Where the line containing "at most once." appears, end your copy; everything from the first line of the records below up to and including it must be reproduced exactly.

** Records provided follows **

impl StoreState {
    fn document(&self) -> Result<Map<String, Value>> {
        let mut document = self.extra.clone();
        if !self.record.is_empty() {
            let value = serde_json::to_value(&self.record)
                .map_err(|e| Error::CredentialParse(format!("serializing session: {e}")))?;
            document.insert(SESSION_KEY.to_string(), value);
        }
        Ok(document)
    }
}

/// Process-wide session credential store backed by a JSON file.
pub struct CredentialStore {
    path: PathBuf,
    state: Mutex<StoreState>,
}

impl CredentialStore {
    /// Load the session document from `path`.
    ///
    /// A missing file starts an empty (logged-out) store and creates the
    /// file. When the canonical key is absent, `legacy_keys` are tried in
    /// order and the first one holding a usable session is adopted. Every
    /// legacy key is removed afterwards, so migration runs at most once.
    pub async fn load<S: AsRef<str>>(path: PathBuf, legacy_keys: &[S]) -> Result<Self> {
        let (state, dirty) = if path.exists() {
            let contents = tokio::fs::read_to_string(&path)
                .await
                .map_err(|e| Error::Io(format!("reading session file: {e}")))?;
            let document: Map<String, Value> = if contents.trim().is_empty() {
                Map::new()
            } else {
                serde_json::from_str(&contents)
                    .map_err(|e| Error::CredentialParse(format!("parsing session file: {e}")))?
            };
            resolve(document, legacy_keys)?
        } else {
            info!(path = %path.display(), "session file not found, starting logged out");
            (StoreState::default(), true)
        };

        if dirty {
            write_atomic(&path, &state.document()?).await?;
        }

        info!(
            path = %path.display(),
            logged_in = state.record.logged_in(),
            "loaded session"
        );

        Ok(Self {
            path,
            state: Mutex::new(state),
        })
    }

    pub fn path(&self) -> &Path {
        &self.path
    }

    /// Persist the current in-memory state to disk.
    pub async fn save(&self) -> Result<()> {
        let state = self.state.lock().await;
        write_atomic(&self.path, &state.document()?).await
    }

    /// Clone of the current token pair.
    pub async fn get(&self) -> Option<TokenPair> {
        let state = self.state.lock().await;
        state.record.tokens.clone()
    }

    /// Current pair together with the epoch it belongs to.
    pub async fn tokens_with_epoch(&self) -> (Option<TokenPair>, u64) {
        let state = self.state.lock().await;
        (state.record.tokens.clone(), state.epoch)
    }

    pub async fn identity(&self) -> Option<Identity> {
        let state = self.state.lock().await;
        state.record.identity.clone()
    }

    pub async fn epoch(&self) -> u64 {
        self.state.lock().await.epoch
    }

    /// Store a fresh login. Starts a new epoch and returns it.
    pub async fn set(&self, tokens: TokenPair, identity: Identity) -> Result<u64> {
        let mut state = self.state.lock().await;
        let next = StoreState {
            extra: state.extra.clone(),
            record: SessionRecord {
                tokens: Some(tokens),
                identity: Some(identity),
                is_logged_in: Some(true),
            },
            epoch: state.epoch + 1,
        };
        write_atomic(&self.path, &next.document()?).await?;
        *state = next;
        debug!(epoch = state.epoch, "stored new session");
        Ok(state.epoch)
    }

    /// Swap in a refreshed pair if the session is still the one the refresh
    /// started under.
    ///
    /// Returns `false` without writing when the store was cleared or a new
    /// login happened in the meantime.
    pub async fn replace_tokens(&self, expected_epoch: u64, tokens: TokenPair) -> Result<bool> {
        let mut state = self.state.lock().await;
        if state.epoch != expected_epoch || state.record.tokens.is_none() {
            debug!(
                expected_epoch,
                current_epoch = state.epoch,
                "discarding refreshed tokens, session changed underneath"
            );
            return Ok(false);
        }
        let mut next = state.clone();
        next.record.tokens = Some(tokens);
        write_atomic(&self.path, &next.document()?).await?;
        *state = next;
        debug!(epoch = state.epoch, "replaced token pair");
        Ok(true)
    }

    /// Remove tokens, identity and the logged-in flag in one write.
    ///
    /// Returns `false` (and writes nothing) if the store was already empty.
    pub async fn clear(&self) -> Result<bool> {
        let mut state = self.state.lock().await;
        if state.record.is_empty() {
            return Ok(false);
        }
        let next = StoreState {
            extra: state.extra.clone(),
            record: SessionRecord::default(),
            epoch: state.epoch + 1,
        };
        write_atomic(&self.path, &next.document()?).await?;
        *state = next;
        info!(epoch = state.epoch, "session cleared");
        Ok(true)
    }

    /// `clear`, but only while the store is still on `expected_epoch`.
    ///
    /// Used when a failed refresh ends the session: a login that landed
    /// while the refresh was in flight must survive.
    pub async fn clear_if(&self, expected_epoch: u64) -> Result<bool> {
        let mut state = self.state.lock().await;
        if state.epoch != expected_epoch || state.record.is_empty() {
            return Ok(false);
        }
        let next = StoreState {
            extra: state.extra.clone(),
            record: SessionRecord::default(),
            epoch: state.epoch + 1,
        };
        write_atomic(&self.path, &next.document()?).await?;
        *state = next;
        info!(epoch = state.epoch, "session cleared after refresh failure");
        Ok(true)
    }

    /// Pin the logged-in flag regardless of what tokens are present.
    pub async fn set_logged_in(&self, logged_in: bool) -> Result<()> {
        let mut state = self.state.lock().await;
        let mut next = state.clone();
        next.record.is_logged_in = Some(logged_in);
        write_atomic(&self.path, &next.document()?).await?;
        *state = next;
        Ok(())
    }

    pub async fn is_logged_in(&self) -> bool {
        self.state.lock().await.record.logged_in()
    }

    /// False when there is no token at all; true when the stored expiry is in
    /// the future, absent, or unreadable.
    pub async fn is_access_valid(&self, now: DateTime<Utc>) -> bool {
        let state = self.state.lock().await;
        state
            .record
            .tokens
            .as_ref()
            .is_some_and(|t| t.is_access_valid(now))
    }

    pub async fn is_refresh_valid(&self, now: DateTime<Utc>) -> bool {
        let state = self.state.lock().await;
        state
            .record
            .tokens
            .as_ref()
            .is_some_and(|t| t.is_refresh_valid(now))
    }

    pub async fn summary(&self, now: DateTime<Utc>) -> SessionSummary {
        let state = self.state.lock().await;
        let tokens = state.record.tokens.as_ref();
        SessionSummary {
            logged_in: state.record.logged_in(),
            identity: state.record.identity.clone(),
            access_expires_at: tokens.and_then(|t| t.access_expires_at.clone()),
            refresh_expires_at: tokens.and_then(|t| t.refresh_expires_at.clone()),
            access_valid: tokens.is_some_and(|t| t.is_access_valid(now)),
            refresh_valid: tokens.is_some_and(|t| t.is_refresh_valid(now)),
            epoch: state.epoch,
        }
    }
}
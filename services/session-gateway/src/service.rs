//! Process-level counters and shutdown constants

use std::sync::Arc;
use std::sync::atomic::{AtomicU64, Ordering};
use std::time::{Duration, Instant};

/// How long in-flight requests get after a shutdown signal.
pub const DRAIN_TIMEOUT: Duration = Duration::from_secs(5);

/// Correlation id echoed in error bodies and request spans.
pub fn new_request_id() -> String {
    format!("req_{}", uuid::Uuid::new_v4().as_simple())
}

/// Runtime counters reported by `/health`
#[derive(Debug, Clone)]
pub struct ServiceMetrics {
    pub requests_total: Arc<AtomicU64>,
    pub errors_total: Arc<AtomicU64>,
    /// Requests currently being forwarded. Reported when the drain times out.
    pub in_flight: Arc<AtomicU64>,
    pub started_at: Instant,
}

impl ServiceMetrics {
    pub fn new() -> Self {
        Self {
            requests_total: Arc::new(AtomicU64::new(0)),
            errors_total: Arc::new(AtomicU64::new(0)),
            in_flight: Arc::new(AtomicU64::new(0)),
            started_at: Instant::now(),
        }
    }

    /// Count a request as received and in flight until the guard drops.
    pub fn track(&self) -> InFlightGuard {
        self.requests_total.fetch_add(1, Ordering::Relaxed);
        self.in_flight.fetch_add(1, Ordering::Relaxed);
        InFlightGuard {
            in_flight: self.in_flight.clone(),
        }
    }

    pub fn record_error(&self) {
        self.errors_total.fetch_add(1, Ordering::Relaxed);
    }
}

pub struct InFlightGuard {
    in_flight: Arc<AtomicU64>,
}

impl Drop for InFlightGuard {
    fn drop(&mut self) {
        self.in_flight.fetch_sub(1, Ordering::Relaxed);
    }
}
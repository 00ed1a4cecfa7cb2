//! Forwarding through the session pipeline
//!
//! Receives inbound requests, strips hop-by-hop headers and any client
//! credentials, and hands the request to the session manager, which attaches
//! the stored bearer token and deals with renewal. Upstream responses are
//! returned verbatim, including their error statuses; pipeline failures
//! become JSON error bodies.

use std::sync::Arc;
use std::time::Instant;

use axum::body::Body;
use axum::http::{HeaderMap, Request, StatusCode};
use axum::response::Response;
use session_pipeline::{PendingRequest, SessionManager};
use tokio_util::sync::CancellationToken;
use tracing::{error, info, instrument, warn};

use crate::error::{json_error, pipeline_error_response};
use crate::metrics;
use crate::service::ServiceMetrics;

/// Largest request body buffered for forwarding
const MAX_BODY_BYTES: usize = 10 * 1024 * 1024;

/// Headers to strip before forwarding (hop-by-hop per RFC 2616 Section 13.5.1)
const HOP_BY_HOP_HEADERS: &[&str] = &[
    "connection",
    "keep-alive",
    "proxy-authenticate",
    "proxy-authorization",
    "te",
    "trailer",
    "transfer-encoding",
    "upgrade",
];

/// Request headers never forwarded: credentials come from the session store
/// and the upstream host from the configured base URL.
const REPLACED_HEADERS: &[&str] = &["authorization", "cookie", "host"];

/// Shared state passed to the proxy handler via axum State extractor
#[derive(Clone)]
pub struct ProxyState {
    pub manager: Arc<SessionManager>,
    pub metrics: ServiceMetrics,
    /// Fired when the drain deadline passes; aborts requests still waiting
    pub shutdown: CancellationToken,
}

/// Forward an inbound request to the compliance API.
#[instrument(skip_all, fields(request_id = %request_id, method = %request.method(), path = %request.uri().path()))]
pub async fn proxy_request(state: &ProxyState, request: Request<Body>, request_id: String) -> Response {
    let _in_flight = state.metrics.track();
    let started = Instant::now();
    let method = request.method().clone();

    let response = forward(state, request, &request_id).await;

    let status = response.status().as_u16();
    metrics::record_request(status, method.as_str(), started.elapsed().as_secs_f64());
    info!(status, elapsed_ms = started.elapsed().as_millis() as u64, "request completed");
    response
}

async fn forward(state: &ProxyState, request: Request<Body>, request_id: &str) -> Response {
    let (parts, body) = request.into_parts();
    let url = parts
        .uri
        .path_and_query()
        .map(|pq| pq.as_str().to_string())
        .unwrap_or_else(|| "/".to_string());

    let body = match axum::body::to_bytes(body, MAX_BODY_BYTES).await {
        Ok(b) => b,
        Err(e) => {
            state.metrics.record_error();
            error!(error = %e, "failed to read request body");
            return json_error(
                StatusCode::BAD_REQUEST,
                "invalid_request",
                &format!("invalid request body: {e}"),
                None,
                false,
                request_id,
            );
        }
    };

    let mut pending = PendingRequest::new(parts.method, url).headers(forwardable(&parts.headers));
    if !body.is_empty() {
        pending = pending.body(body);
    }

    match state
        .manager
        .execute_with_cancel(pending, &state.shutdown)
        .await
    {
        Ok(upstream) => {
            let mut response = Response::builder().status(upstream.status);
            for (name, value) in &upstream.headers {
                if !is_hop_by_hop(name.as_str()) {
                    response = response.header(name, value);
                }
            }
            response
                .body(Body::from(upstream.body))
                .unwrap_or_else(|e| {
                    json_error(
                        StatusCode::INTERNAL_SERVER_ERROR,
                        "gateway_error",
                        &format!("response build error: {e}"),
                        None,
                        false,
                        request_id,
                    )
                })
        }
        Err(e) => {
            state.metrics.record_error();
            metrics::record_upstream_error(e.kind().label());
            if e.requires_login() {
                warn!(error = %e, "request needs a new login");
            } else {
                error!(error = %e, kind = e.kind().label(), "request failed");
            }
            pipeline_error_response(&e, request_id)
        }
    }
}

/// Copy of `headers` without hop-by-hop headers and client credentials.
pub fn forwardable(headers: &HeaderMap) -> HeaderMap {
    let mut out = HeaderMap::new();
    for (name, value) in headers {
        let name_str = name.as_str();
        if is_hop_by_hop(name_str) || REPLACED_HEADERS.iter().any(|h| h.eq_ignore_ascii_case(name_str)) {
            continue;
        }
        out.append(name.clone(), value.clone());
    }
    out
}

/// Check if a header is hop-by-hop (should be stripped before forwarding)
pub fn is_hop_by_hop(name: &str) -> bool {
    HOP_BY_HOP_HEADERS
        .iter()
        .any(|h| h.eq_ignore_ascii_case(name))
}
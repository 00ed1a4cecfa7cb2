//! Configuration error types

use thiserror::Error;

/// Errors raised while loading or validating configuration
#[derive(Error, Debug)]
pub enum Error {
    #[error("Configuration error: {0}")]
    Config(String),

    #[error("I/O error: {0}")]
    Io(#[from] std::io::Error),

    #[error("TOML parse error: {0}")]
    Toml(#[from] toml::de::Error),
}

/// Result alias using common Error
pub type Result<T> = std::result::Result<T, Error>;

/// Reject URLs without an explicit http(s) scheme.
///
/// `field` names the config key in the error message so operators can find it.
pub fn require_http_url(field: &str, value: &str) -> Result<()> {
    if value.starts_with("http://") || value.starts_with("https://") {
        Ok(())
    } else {
        Err(Error::Config(format!(
            "{field} must start with http:// or https://, got: {value}"
        )))
    }
}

** End of Records provided **

◆ Completed exercise:
impl StoreState {
    fn document(&self) -> Result<Map<String, Value>> {
        let mut document = self.extra.clone();
        if !self.record.is_empty() {
            let value = serde_json::to_value(&self.record)
                .map_err(|e| Error::CredentialParse(format!("serializing session: {e}")))?;
            document.insert(SESSION_KEY.to_string(), value);
        }
        Ok(document)
    }
}

/// Process-wide session credential store backed by a JSON file.
pub struct CredentialStore {
    path: PathBuf,
    state: Mutex<StoreState>,
}

impl CredentialStore {
    /// Load the session document from `path`.
    ///
    /// A missing file starts an empty (logged-out) store and creates the
    /// file. When the canonical key is absent, `legacy_keys` are tried in
    /// order and the first one holding a usable session is adopted. Every
    /// legacy key is removed afterwards, so migration runs at most once.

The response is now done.